Birdlife 2022 update

Breeding birds are doing well on the hole at prime four! Improvements on last year. 

In the past few months, The Habitat People have done several breeding bird surveys to map the territories of birds by identifying bird song and breeding behaviors. These surveys are carried out at in spring and start at dawn (02:50 – 04.30!), as this is the best time to observe the majority of breeding birds.

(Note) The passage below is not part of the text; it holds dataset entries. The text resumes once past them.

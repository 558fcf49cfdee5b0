//! Sub-agent Tools
//!
//! A sub-agent forwards its task text to a secondary model call with its
//! own fixed instruction. Each configured agent becomes one tool instance.

use std::sync::Arc;

use async_trait::async_trait;
use serde::{Deserialize, Serialize};

use crate::error::{AgentError, Result};
use crate::message::Message;
use crate::provider::{GenerationOptions, LlmProvider};
use crate::tool::{Arguments, FieldKind, ParameterSchema, Tool, ToolSchema};

/// One configured specialist agent
#[derive(Clone, Debug, Serialize, Deserialize)]
pub struct SubAgentConfig {
    /// Display name, also the source of the tool name
    pub name: String,

    /// What the agent is good at (shown to the orchestrating model)
    pub description: String,

    /// Model the agent runs on
    pub model: String,

    /// Fixed instruction sent as the system message
    pub system_prompt: String,
}

impl SubAgentConfig {
    /// Tool name: lowercase, spaces and hyphens become underscores
    pub fn tool_name(&self) -> String {
        self.name.trim().to_lowercase().replace([' ', '-'], "_")
    }
}

/// Tool that delegates a task to a secondary model
pub struct SubAgentTool {
    config: SubAgentConfig,
    provider: Arc<dyn LlmProvider>,
}

impl SubAgentTool {
    pub fn new(config: SubAgentConfig, provider: Arc<dyn LlmProvider>) -> Self {
        Self { config, provider }
    }
}

#[async_trait]
impl Tool for SubAgentTool {
    fn schema(&self) -> ToolSchema {
        ToolSchema {
            name: self.config.tool_name(),
            description: format!("Specialist agent: {}", self.config.description),
            parameters: vec![ParameterSchema::required(
                "task",
                FieldKind::String,
                format!("The detailed task or question for the agent '{}'", self.config.name),
            )],
        }
    }

    async fn invoke(&self, arguments: &Arguments) -> Result<String> {
        let task = arguments
            .get("task")
            .and_then(|v| v.as_str())
            .ok_or_else(|| AgentError::ToolValidation("Missing task".into()))?;

        tracing::debug!(agent = %self.config.name, model = %self.config.model, "Delegating to sub-agent");

        let messages = [Message::system(&self.config.system_prompt), Message::user(task)];
        let completion = self
            .provider
            .complete(&messages, &[], &GenerationOptions::for_model(&self.config.model))
            .await
            .map_err(|e| AgentError::tool_failed(self.config.tool_name(), e))?;

        Ok(completion.content.unwrap_or_default())
    }
}
//! Test doubles shared by the unit tests

use std::collections::VecDeque;
use std::sync::Mutex;
use std::time::Duration;

use async_trait::async_trait;

use crate::error::{AgentError, Result};
use crate::message::Message;
use crate::provider::{Completion, GenerationOptions, LlmProvider, ModelInfo};
use crate::tool::ToolSchema;

/// Provider that replays a fixed script of completions
pub struct ScriptedProvider {
    script: Mutex<VecDeque<Result<Completion>>>,
    fallback: Option<Completion>,
    fail_always: bool,
    delay: Option<Duration>,
    requests: Mutex<Vec<(Vec<Message>, Vec<ToolSchema>, String)>>,
}

impl ScriptedProvider {
    pub fn new(script: Vec<Result<Completion>>) -> Self {
        Self {
            script: Mutex::new(script.into()),
            fallback: None,
            fail_always: false,
            delay: None,
            requests: Mutex::new(Vec::new()),
        }
    }

    /// Every call returns `completion`
    pub fn repeating(completion: Completion) -> Self {
        Self {
            fallback: Some(completion),
            ..Self::new(vec![])
        }
    }

    /// Every call fails
    pub fn failing() -> Self {
        Self {
            fail_always: true,
            ..Self::new(vec![])
        }
    }

    pub fn with_delay(mut self, delay: Duration) -> Self {
        self.delay = Some(delay);
        self
    }

    pub fn calls(&self) -> usize {
        self.requests.lock().unwrap().len()
    }

    pub fn last_request(&self) -> Option<Vec<Message>> {
        self.requests.lock().unwrap().last().map(|(m, _, _)| m.clone())
    }

    pub fn request(&self, idx: usize) -> Option<Vec<Message>> {
        self.requests.lock().unwrap().get(idx).map(|(m, _, _)| m.clone())
    }

    pub fn tools_offered(&self, idx: usize) -> Vec<String> {
        self.requests
            .lock()
            .unwrap()
            .get(idx)
            .map(|(_, t, _)| t.iter().map(|s| s.name.clone()).collect())
            .unwrap_or_default()
    }

    pub fn model_used(&self, idx: usize) -> Option<String> {
        self.requests.lock().unwrap().get(idx).map(|(_, _, m)| m.clone())
    }
}

#[async_trait]
impl LlmProvider for ScriptedProvider {
    fn name(&self) -> &str {
        "scripted"
    }

    async fn health_check(&self) -> Result<bool> {
        Ok(!self.fail_always)
    }

    async fn complete(
        &self,
        messages: &[Message],
        tools: &[ToolSchema],
        options: &GenerationOptions,
    ) -> Result<Completion> {
        self.requests
            .lock()
            .unwrap()
            .push((messages.to_vec(), tools.to_vec(), options.model.clone()));

        if let Some(delay) = self.delay {
            tokio::time::sleep(delay).await;
        }
        if self.fail_always {
            return Err(AgentError::ModelCallFailed("scripted failure".into()));
        }

        let next = self.script.lock().unwrap().pop_front();
        match (next, &self.fallback) {
            (Some(result), _) => result,
            (None, Some(completion)) => Ok(completion.clone()),
            (None, None) => Err(AgentError::ModelCallFailed("script exhausted".into())),
        }
    }

    async fn list_models(&self) -> Result<Vec<ModelInfo>> {
        Ok(vec![])
    }
}
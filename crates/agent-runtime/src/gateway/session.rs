//! One session with an external tool source.
//!
//! A background reader task owns the read half and routes every response to
//! the oneshot registered under its request id, so overlapping calls on one
//! session never see each other's answers. Writes are serialized behind a
//! mutex, one JSON object per line.

use std::collections::HashMap;
use std::process::Stdio;
use std::sync::atomic::{AtomicBool, AtomicU64, Ordering};
use std::sync::{Arc, Mutex};
use std::time::Duration;

use serde::Serialize;
use serde_json::{json, Value};
use tokio::io::{AsyncBufReadExt, AsyncRead, AsyncWrite, AsyncWriteExt, BufReader, BufWriter};
use tokio::process::{Child, Command};
use tokio::sync::oneshot;
use tokio::task::JoinHandle;

use crate::config::ServerConfig;
use super::error::{GatewayError, Result};
use super::protocol::{
    self, Incoming, JsonRpcNotification, JsonRpcRequest, ResourceInfo, ToolInfo, PROTOCOL_VERSION,
};

/// Request awaiting its response
enum Waiter {
    Live(oneshot::Sender<Value>),
    /// Timed out; its late reply is consumed and dropped
    Abandoned,
}

type Pending = Arc<Mutex<HashMap<u64, Waiter>>>;
type BoxedWriter = Box<dyn AsyncWrite + Send + Unpin>;

fn lock(pending: &Pending) -> std::sync::MutexGuard<'_, HashMap<u64, Waiter>> {
    pending.lock().unwrap_or_else(|e| e.into_inner())
}

pub struct ExternalSession {
    name: String,
    next_id: AtomicU64,
    pending: Pending,
    writer: tokio::sync::Mutex<Option<BufWriter<BoxedWriter>>>,
    child: tokio::sync::Mutex<Option<Child>>,
    alive: Arc<AtomicBool>,
    reader: JoinHandle<()>,
    call_timeout: Duration,
}

impl ExternalSession {
    /// Attach to an already-open transport
    pub fn connect<R, W>(name: impl Into<String>, reader: R, writer: W, call_timeout: Duration) -> Self
    where
        R: AsyncRead + Send + Unpin + 'static,
        W: AsyncWrite + Send + Unpin + 'static,
    {
        let name = name.into();
        let pending: Pending = Arc::default();
        let alive = Arc::new(AtomicBool::new(true));

        let reader = tokio::spawn(Self::reader_loop(
            name.clone(),
            reader,
            Arc::clone(&pending),
            Arc::clone(&alive),
        ));

        let writer: BoxedWriter = Box::new(writer);
        Self {
            name,
            next_id: AtomicU64::new(1),
            pending,
            writer: tokio::sync::Mutex::new(Some(BufWriter::new(writer))),
            child: tokio::sync::Mutex::new(None),
            alive,
            reader,
            call_timeout,
        }
    }

    /// Launch a source as a child process speaking over stdio
    pub fn spawn(
        name: impl Into<String>,
        server: &ServerConfig,
        global_env: &HashMap<String, String>,
        call_timeout: Duration,
    ) -> Result<Self> {
        let name = name.into();
        let mut child = Command::new(&server.command)
            .args(&server.args)
            .envs(global_env)
            .envs(&server.env)
            .stdin(Stdio::piped())
            .stdout(Stdio::piped())
            .stderr(Stdio::piped())
            .kill_on_drop(true)
            .spawn()
            .map_err(|source| GatewayError::Spawn {
                command: server.command.clone(),
                source,
            })?;

        let stdin = child.stdin.take().ok_or(GatewayError::TransportClosed)?;
        let stdout = child.stdout.take().ok_or(GatewayError::TransportClosed)?;
        if let Some(stderr) = child.stderr.take() {
            let source = name.clone();
            tokio::spawn(async move {
                let mut lines = BufReader::new(stderr).lines();
                while let Ok(Some(line)) = lines.next_line().await {
                    tracing::debug!(source = %source, "{}", line);
                }
            });
        }

        tracing::info!(source = %name, command = %server.command, pid = ?child.id(), "Spawned external tool source");

        let mut session = Self::connect(name, stdout, stdin, call_timeout);
        *session.child.get_mut() = Some(child);
        Ok(session)
    }

    pub fn name(&self) -> &str {
        &self.name
    }

    /// Transport still open
    pub fn is_alive(&self) -> bool {
        self.alive.load(Ordering::SeqCst)
    }

    /// Background task: read lines and route them
    async fn reader_loop<R: AsyncRead + Unpin>(name: String, reader: R, pending: Pending, alive: Arc<AtomicBool>) {
        let mut lines = BufReader::new(reader).lines();

        loop {
            match lines.next_line().await {
                Ok(Some(line)) => {
                    let line = line.trim();
                    if line.is_empty() {
                        continue;
                    }
                    let Ok(message) = serde_json::from_str::<Value>(line) else {
                        tracing::debug!(source = %name, line, "Ignoring non-JSON output");
                        continue;
                    };

                    let waiter = match protocol::classify(&message) {
                        Incoming::Response(id) => lock(&pending).remove(&id),
                        Incoming::Unkeyed => {
                            let mut pending = lock(&pending);
                            let oldest = pending.keys().min().copied();
                            oldest.and_then(|id| pending.remove(&id))
                        }
                        Incoming::Notification(method) => {
                            tracing::debug!(source = %name, method = %method, "Notification from source");
                            continue;
                        }
                    };

                    match waiter {
                        Some(Waiter::Live(tx)) => {
                            let _ = tx.send(message);
                        }
                        Some(Waiter::Abandoned) => {
                            tracing::debug!(source = %name, "Dropping late response to a timed-out request");
                        }
                        None => tracing::debug!(source = %name, "Response with no pending request"),
                    }
                }
                Ok(None) => break,
                Err(e) => {
                    tracing::warn!(source = %name, error = %e, "Failed reading from source");
                    break;
                }
            }
        }

        alive.store(false, Ordering::SeqCst);
        // Dropping the senders fails every waiting request
        lock(&pending).clear();
        tracing::info!(source = %name, "External tool session closed");
    }

    async fn write<T: Serialize>(&self, message: &T) -> Result<()> {
        let mut line = serde_json::to_string(message)?;
        line.push('\n');

        let mut guard = self.writer.lock().await;
        let writer = guard.as_mut().ok_or(GatewayError::TransportClosed)?;
        let written = match writer.write_all(line.as_bytes()).await {
            Ok(()) => writer.flush().await,
            Err(e) => Err(e),
        };

        if let Err(e) = written {
            self.alive.store(false, Ordering::SeqCst);
            return Err(e.into());
        }
        Ok(())
    }

    /// Send a request and wait for the raw correlated response
    async fn exchange(&self, method: &str, params: Value) -> Result<Value> {
        if !self.is_alive() {
            return Err(GatewayError::TransportClosed);
        }

        let id = self.next_id.fetch_add(1, Ordering::SeqCst);
        let (tx, rx) = oneshot::channel();
        lock(&self.pending).insert(id, Waiter::Live(tx));

        if let Err(e) = self.write(&JsonRpcRequest::new(id, method, params)).await {
            lock(&self.pending).remove(&id);
            return Err(e);
        }

        match tokio::time::timeout(self.call_timeout, rx).await {
            Ok(Ok(message)) => Ok(message),
            Ok(Err(_)) => Err(GatewayError::TransportClosed),
            Err(_) => {
                if let Some(waiter) = lock(&self.pending).get_mut(&id) {
                    *waiter = Waiter::Abandoned;
                }
                Err(GatewayError::Timeout(method.to_string()))
            }
        }
    }

    /// Send a request and return its `result` payload
    pub async fn request(&self, method: &str, params: Value) -> Result<Value> {
        protocol::into_result(self.exchange(method, params).await?)
    }

    pub async fn notify(&self, method: &str, params: Value) -> Result<()> {
        self.write(&JsonRpcNotification::new(method, params)).await
    }

    /// Handshake. A source that rejects `initialize` is still usable.
    pub async fn initialize(&self) -> Result<()> {
        let params = json!({
            "protocolVersion": PROTOCOL_VERSION,
            "capabilities": {},
            "clientInfo": {
                "name": env!("CARGO_PKG_NAME"),
                "version": env!("CARGO_PKG_VERSION"),
            },
        });

        let response = self.exchange("initialize", params).await?;
        let enveloped = protocol::is_enveloped(&response);
        if let Err(e) = protocol::into_result(response) {
            tracing::debug!(source = %self.name, error = %e, "Source rejected initialize, continuing");
        }

        if enveloped {
            self.notify("notifications/initialized", json!({})).await?;
        }
        Ok(())
    }

    pub async fn list_tools(&self) -> Result<Vec<ToolInfo>> {
        let mut result = self.request("tools/list", json!({})).await?;
        let tools = result
            .get_mut("tools")
            .map(Value::take)
            .ok_or_else(|| GatewayError::Malformed("tools/list without 'tools'".into()))?;
        serde_json::from_value(tools).map_err(|e| GatewayError::Malformed(e.to_string()))
    }

    /// Invoke a tool and join its text content
    pub async fn call_tool(&self, name: &str, arguments: Value) -> Result<String> {
        let result = self
            .request("tools/call", json!({ "name": name, "arguments": arguments }))
            .await?;

        let text = protocol::join_text(&result, "content")
            .ok_or_else(|| GatewayError::Malformed(format!("tools/call without content: {}", result)))?;

        if result.get("isError").and_then(Value::as_bool).unwrap_or(false) {
            return Err(GatewayError::ToolReported(text));
        }
        Ok(text)
    }

    pub async fn list_resources(&self) -> Result<Vec<ResourceInfo>> {
        let mut result = self.request("resources/list", json!({})).await?;
        let resources = result
            .get_mut("resources")
            .map(Value::take)
            .ok_or_else(|| GatewayError::Malformed("resources/list without 'resources'".into()))?;
        serde_json::from_value(resources).map_err(|e| GatewayError::Malformed(e.to_string()))
    }

    pub async fn read_resource(&self, uri: &str) -> Result<String> {
        let result = self.request("resources/read", json!({ "uri": uri })).await?;
        protocol::join_text(&result, "contents")
            .ok_or_else(|| GatewayError::Malformed(format!("resources/read without contents: {}", result)))
    }

    /// Close stdin, wait up to `grace` for the process to exit, then kill it
    pub async fn shutdown(&self, grace: Duration) {
        self.alive.store(false, Ordering::SeqCst);
        self.writer.lock().await.take();
        lock(&self.pending).clear();

        if let Some(mut child) = self.child.lock().await.take() {
            match tokio::time::timeout(grace, child.wait()).await {
                Ok(Ok(status)) => {
                    tracing::info!(source = %self.name, %status, "External tool source exited");
                }
                _ => {
                    tracing::warn!(source = %self.name, "Source did not exit in time, killing");
                    if let Err(e) = child.kill().await {
                        tracing::warn!(source = %self.name, error = %e, "Failed to kill source");
                    }
                }
            }
        }
        self.reader.abort();
    }
}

We carried out a series of these surveys in 2021, and the results comparing the two show that the work we are carrying out has begun to make a difference in providing better habitat for the site’s birdlife. This breeding season has been delayed compared to 2021, with many migrants being very late in arriving. Indeed, common whitethroat, a nationally threatened species that was very common in the meadows last year has taken nearly a month longer to create new territories and start breeding. Numbers for whitethroat across the North east are down, and this is reflected in the drop in population over the past year.


Overall, eleven species of bird have increased in number from the last year, with linnet seeing the biggest population boom – from 3 to 15 pairs, and starling, moorhen and kestrel all now being found on site. The former two of which have started breeding on site. There are always changes year on year though, with both common sandpiper and pochard not breeding in 2022. The sandpiper is particularly choosy when picking nesting sites, so may have simply decided that conditions are not to its liking this year. Pochard is now a rare species, and its attempted breeding last year was a very unusual anomaly, and the habitat they chose not hugely suitable. They most likely were a young pair that have found somewhere more suitable to nest in 2022, and their absence this year was expected.